[[ Data provided open ]]

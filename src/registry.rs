//! Cache of attached segments keyed by [`SegmentId`]
//!
//! The registry owns one share of each cached [`SegmentHandle`]; every
//! [`View`] owns another. Releasing an id only drops the registry's share,
//! so in-flight views keep working and the segment is detached once the last
//! of them goes away.

use crate::error::Result;
use crate::shm::{Attach, SegmentHandle, SegmentId, SysV};
use crate::view::View;
use std::collections::hash_map::Entry;
use std::collections::HashMap;
use std::fmt;
use std::sync::{Arc, Mutex, MutexGuard, PoisonError};
use tracing::{debug, warn};

/// Thread-safe map from segment id to a shared attachment
pub struct Registry<A: Attach = SysV> {
    attacher: A,
    segments: Mutex<HashMap<SegmentId, Arc<SegmentHandle>>>,
}

impl Registry<SysV> {
    /// Registry attaching System V segments
    pub fn new() -> Self {
        Self::with_attacher(SysV)
    }
}

impl Default for Registry<SysV> {
    fn default() -> Self {
        Self::new()
    }
}

impl<A: Attach> Registry<A> {
    pub fn with_attacher(attacher: A) -> Self {
        Self {
            attacher,
            segments: Mutex::new(HashMap::new()),
        }
    }

    /// Return the cached handle for `id`, attaching on first use
    ///
    /// The lock is held across the attach so concurrent first calls for the
    /// same id issue a single attach and all observe the same handle.
    pub fn get_or_attach(&self, id: SegmentId) -> Result<Arc<SegmentHandle>> {
        let mut segments = self.lock();
        match segments.entry(id) {
            Entry::Occupied(cached) => Ok(cached.get().clone()),
            Entry::Vacant(vacant) => {
                debug!(shm_id = id, "attaching to segment");
                let handle = Arc::new(self.attacher.attach(id)?);
                debug!(
                    shm_id = id,
                    size = handle.size(),
                    addr = ?handle.as_ptr(),
                    "attached to segment"
                );
                Ok(vacant.insert(handle).clone())
            }
        }
    }

    /// Attach if needed and carve out a view of `len` bytes at `offset`
    pub fn acquire(&self, id: SegmentId, offset: usize, len: usize) -> Result<View> {
        View::new(self.get_or_attach(id)?, offset, len)
    }

    /// Forget the cached attachment for `id`
    ///
    /// Views created earlier keep the segment mapped until they are dropped.
    /// Releasing an unknown id is a no-op. Returns whether an entry was removed.
    pub fn release(&self, id: SegmentId) -> bool {
        let removed = self.lock().remove(&id);
        match removed {
            Some(handle) => {
                debug!(
                    shm_id = id,
                    outstanding = Arc::strong_count(&handle) - 1,
                    "released segment"
                );
                // Dropped outside the lock: this may be the last owner and detach
                drop(handle);
                true
            }
            None => {
                warn!(shm_id = id, "attempting to release an unmapped shm_id");
                false
            }
        }
    }

    pub fn contains(&self, id: SegmentId) -> bool {
        self.lock().contains_key(&id)
    }

    /// Number of cached attachments
    pub fn len(&self) -> usize {
        self.lock().len()
    }

    pub fn is_empty(&self) -> bool {
        self.lock().is_empty()
    }

    /// Ids currently cached, in ascending order
    pub fn attached_ids(&self) -> Vec<SegmentId> {
        let mut ids: Vec<_> = self.lock().keys().copied().collect();
        ids.sort_unstable();
        ids
    }

    pub fn attacher(&self) -> &A {
        &self.attacher
    }

    // No code path panics while mutating the map, so a poisoned lock still
    // guards a consistent map.
    fn lock(&self) -> MutexGuard<'_, HashMap<SegmentId, Arc<SegmentHandle>>> {
        self.segments.lock().unwrap_or_else(PoisonError::into_inner)
    }
}

impl<A: Attach> fmt::Debug for Registry<A> {
    fn fmt(&self, f: &mut fmt::Formatter<'_>) -> fmt::Result {
        f.debug_struct("Registry")
            .field("attached", &self.attached_ids())
            .finish()
    }
}
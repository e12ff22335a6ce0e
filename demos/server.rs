//! Example request server
//!
//! Plays both sides: an "allocator" creates a segment and lays out slots of
//! [batch_id, 0xDEADBEEF], then a pool of workers claims every slot through
//! the registry. The last batch is sent with the wrong id to show a
//! request-level failure.

use shmview::allocator::SysvSegment;
use shmview::{Executor, ExecutorConfig, Locator, Registry, Request, Service, SENTINEL};
use std::sync::Arc;

const SLOTS: u64 = 8;

fn main() {
    tracing_subscriber::fmt()
        .with_env_filter(tracing_subscriber::EnvFilter::new("shmview=debug"))
        .init();

    let threads = std::env::args()
        .nth(1)
        .and_then(|n| n.parse().ok())
        .unwrap_or(2);

    let segment = match SysvSegment::create(SLOTS as usize * 16) {
        Ok(s) => s,
        Err(e) => {
            eprintln!("[Server] Failed to create segment: {}", e);
            std::process::exit(1);
        }
    };
    let words: Vec<u64> = (0..SLOTS).flat_map(|i| [100 + i, SENTINEL]).collect();
    if let Err(e) = segment.write_words(0, &words) {
        eprintln!("[Server] Failed to seed segment: {}", e);
        std::process::exit(1);
    }
    println!("[Server] shm_id {} with {} slots", segment.id(), SLOTS);

    let registry = Arc::new(Registry::new());
    let config = ExecutorConfig {
        threads,
        ..Default::default()
    };
    let executor = match Executor::start(config, Service::new(registry.clone())) {
        Ok(e) => e,
        Err(e) => {
            eprintln!("[Server] Failed to start executor: {}", e);
            std::process::exit(1);
        }
    };

    let pending: Vec<_> = (0..SLOTS)
        .filter_map(|i| {
            let batch_id = if i == SLOTS - 1 { 1 } else { 100 + i };
            let locator = Locator {
                shm_id: segment.id(),
                offset: i * 16,
                size: 16,
            };
            executor.submit(Request::new(batch_id, locator)).ok()
        })
        .collect();

    for (i, p) in pending.into_iter().enumerate() {
        match p.wait() {
            Ok(response) => println!("[Server] slot {} -> batch {}", i, response.batch_id),
            Err(e) => println!("[Server] slot {} failed: {}", i, e),
        }
    }

    registry.release(segment.id());
    println!("[Server] Done");
}
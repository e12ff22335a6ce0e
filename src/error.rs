//! Error types for shmview

use std::io;
use thiserror::Error;

use crate::shm::SegmentId;

/// Result type for shmview operations
pub type Result<T> = std::result::Result<T, ShmError>;

/// Errors that can occur while attaching to or accessing shared memory
#[derive(Debug, Error)]
pub enum ShmError {
    /// The named segment does not exist or could not be mapped
    #[error("Failed to attach to shm_id {id}: {source}")]
    Attach {
        id: SegmentId,
        #[source]
        source: io::Error,
    },

    /// A view or an access inside a view falls outside its bounds
    #[error("Range out of bounds: offset {offset} + len {len} exceeds {bound} bytes")]
    Range { offset: usize, len: usize, bound: usize },

    /// An application-level marker check failed
    #[error("Validation failed for {field}: expected 0x{expected:X}, got 0x{got:X}")]
    Validation {
        field: &'static str,
        expected: u64,
        got: u64,
    },

    /// The request carried no shared memory locator
    #[error("Request has no shared memory locator")]
    MissingLocator,

    /// Executor configuration rejected
    #[error("Invalid configuration: {0}")]
    InvalidConfig(String),

    /// A worker thread could not be started
    #[error("Failed to spawn worker: {0}")]
    Spawn(#[source] io::Error),

    /// The executor no longer accepts requests
    #[error("Executor has shut down")]
    Shutdown,
}

impl ShmError {
    pub(crate) fn attach(id: SegmentId, source: impl Into<io::Error>) -> Self {
        ShmError::Attach {
            id,
            source: source.into(),
        }
    }

    /// Whether this failure belongs to a single request and should be
    /// reported back to the caller rather than treated as fatal.
    pub fn is_request_error(&self) -> bool {
        !matches!(self, ShmError::InvalidConfig(_) | ShmError::Spawn(_))
    }
}

#[cfg(test)]
mod tests {
    use super::*;

    #[test]
    fn test_messages() {
        let err = ShmError::Range {
            offset: 8,
            len: 16,
            bound: 20,
        };
        assert_eq!(
            err.to_string(),
            "Range out of bounds: offset 8 + len 16 exceeds 20 bytes"
        );

        let err = ShmError::Validation {
            field: "marker",
            expected: 0xDEADBEEF,
            got: 42,
        };
        assert_eq!(
            err.to_string(),
            "Validation failed for marker: expected 0xDEADBEEF, got 0x2A"
        );
    }

    #[test]
    fn test_request_scope() {
        assert!(ShmError::MissingLocator.is_request_error());
        assert!(ShmError::attach(3, io::ErrorKind::NotFound).is_request_error());
        assert!(ShmError::Shutdown.is_request_error());
        assert!(!ShmError::InvalidConfig("threads".into()).is_request_error());
        assert!(!ShmError::Spawn(io::ErrorKind::WouldBlock.into()).is_request_error());
    }
}
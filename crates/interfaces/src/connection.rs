//! Plugs and slots as seen through a live connection.
//!
//! A connected end borrows its declaration and carries the attributes
//! supplied when the connection was made. Lookups consult those first and
//! fall back to the declaration, which is never modified.

use crate::attrs::{AttrError, AttrValue, Attributes, Attrs};
use crate::label::Label;
use crate::package::{PackageIdentity, PlugInfo, SlotInfo};
use crate::{Error, Result};

/// The plug end of a connection.
#[derive(Debug, Clone)]
pub struct ConnectedPlug<'a> {
    info: &'a PlugInfo,
    dynamic: Attrs,
}

impl<'a> ConnectedPlug<'a> {
    pub fn new(info: &'a PlugInfo, dynamic: Attrs) -> Self {
        Self { info, dynamic }
    }

    pub fn info(&self) -> &'a PlugInfo {
        self.info
    }

    pub fn name(&self) -> &str {
        &self.info.name
    }

    pub fn interface(&self) -> &str {
        &self.info.interface
    }

    pub fn package(&self) -> &PackageIdentity {
        &self.info.package
    }

    pub fn security_tags(&self) -> Vec<String> {
        self.info.security_tags()
    }

    pub fn label(&self) -> Label {
        self.info.label()
    }

    /// Sets a connection-time attribute, shadowing the declared one.
    pub fn set_attr(&mut self, key: impl Into<String>, value: impl Into<AttrValue>) {
        self.dynamic.insert(key, value);
    }

    /// Integer attribute needed to compile this connection.
    pub fn require_int(&self, key: &str) -> Result<i64> {
        self.int_attr(key)
            .map_err(|e| connection_error(e, self.package(), key, self.interface()))
    }
}

impl Attributes for ConnectedPlug<'_> {
    fn lookup(&self, key: &str) -> Option<&AttrValue> {
        self.dynamic.get(key).or_else(|| self.info.attrs.get(key))
    }
}

/// The slot end of a connection.
#[derive(Debug, Clone)]
pub struct ConnectedSlot<'a> {
    info: &'a SlotInfo,
    dynamic: Attrs,
}

impl<'a> ConnectedSlot<'a> {
    pub fn new(info: &'a SlotInfo, dynamic: Attrs) -> Self {
        Self { info, dynamic }
    }

    pub fn info(&self) -> &'a SlotInfo {
        self.info
    }

    pub fn name(&self) -> &str {
        &self.info.name
    }

    pub fn interface(&self) -> &str {
        &self.info.interface
    }

    pub fn package(&self) -> &PackageIdentity {
        &self.info.package
    }

    pub fn security_tags(&self) -> Vec<String> {
        self.info.security_tags()
    }

    pub fn label(&self) -> Label {
        self.info.label()
    }

    /// Sets a connection-time attribute, shadowing the declared one.
    pub fn set_attr(&mut self, key: impl Into<String>, value: impl Into<AttrValue>) {
        self.dynamic.insert(key, value);
    }

    /// Integer attribute needed to compile this connection.
    pub fn require_int(&self, key: &str) -> Result<i64> {
        self.int_attr(key)
            .map_err(|e| connection_error(e, self.package(), key, self.interface()))
    }
}

impl Attributes for ConnectedSlot<'_> {
    fn lookup(&self, key: &str) -> Option<&AttrValue> {
        self.dynamic.get(key).or_else(|| self.info.attrs.get(key))
    }
}

fn connection_error(
    err: AttrError,
    package: &PackageIdentity,
    attr: &str,
    interface: &str,
) -> Error {
    match err {
        AttrError::Missing => Error::MissingConnectionAttribute {
            package: package.name().to_string(),
            attr: attr.to_string(),
            interface: interface.to_string(),
        },
        AttrError::WrongType { expected } => Error::ConnectionAttributeType {
            package: package.name().to_string(),
            attr: attr.to_string(),
            interface: interface.to_string(),
            expected,
        },
    }
}

/// A plug bound to a slot of the same interface.
#[derive(Debug, Clone)]
pub struct Connection<'a> {
    pub plug: ConnectedPlug<'a>,
    pub slot: ConnectedSlot<'a>,
}

impl<'a> Connection<'a> {
    /// Pairs two ends, refusing ends of different interfaces.
    pub fn new(plug: ConnectedPlug<'a>, slot: ConnectedSlot<'a>) -> Result<Self> {
        if plug.interface() != slot.interface() {
            return Err(Error::InterfaceMismatch {
                plug: format!("{}:{}", plug.package().name(), plug.name()),
                plug_interface: plug.interface().to_string(),
                slot: format!("{}:{}", slot.package().name(), slot.name()),
                slot_interface: slot.interface().to_string(),
            });
        }
        Ok(Self { plug, slot })
    }

    /// Connects two declarations without connection-time attributes.
    pub fn between(plug: &'a PlugInfo, slot: &'a SlotInfo) -> Result<Self> {
        Self::new(
            ConnectedPlug::new(plug, Attrs::new()),
            ConnectedSlot::new(slot, Attrs::new()),
        )
    }

    pub fn interface(&self) -> &str {
        self.plug.interface()
    }
}

#[cfg(test)]
mod tests {
    use super::*;
    use crate::package::PackageType;
    use std::sync::Arc;

    fn slot() -> SlotInfo {
        let package = Arc::new(PackageIdentity::new("my-device", PackageType::Gadget, ["app"]));
        SlotInfo::new(
            package,
            "my-pin",
            "gpio",
            Attrs::new().with("number", 100_i64).with("direction", "out"),
            ["app".to_string()].into(),
        )
    }

    #[test]
    fn test_dynamic_attrs_shadow_static() {
        let info = slot();
        let mut connected = ConnectedSlot::new(&info, Attrs::new());
        assert_eq!(connected.int_attr("number"), Ok(100));

        connected.set_attr("number", 101_i64);
        assert_eq!(connected.int_attr("number"), Ok(101));
        assert_eq!(connected.str_attr("direction"), Ok("out"));
        // the declaration itself is untouched
        assert_eq!(info.int_attr("number"), Ok(100));
    }

    #[test]
    fn test_require_int_reports_connection_error() {
        let info = slot();
        let connected = ConnectedSlot::new(&info, Attrs::new());
        let err = connected.require_int("line").unwrap_err();
        assert_eq!(
            err.to_string(),
            r#"snap "my-device" does not have attribute "line" for interface "gpio""#
        );

        let connected = ConnectedSlot::new(&info, Attrs::new().with("number", "abc"));
        let err = connected.require_int("number").unwrap_err();
        assert_eq!(
            err.to_string(),
            r#"snap "my-device" attribute "number" for interface "gpio" must be an int"#
        );
    }

    #[test]
    fn test_connection_rejects_mismatched_interfaces() {
        let info = slot();
        let plug = PlugInfo::new(
            info.package.clone(),
            "disks",
            "udisks2",
            Attrs::new(),
            ["app".to_string()].into(),
        );
        let err = Connection::between(&plug, &info).unwrap_err();
        assert!(matches!(err, Error::InterfaceMismatch { .. }));
    }
}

[[ Data provided closed ]]

Action item:
Go through the records and count every line with the word "marker"; the answer is the number alone.

Reply to the task:
3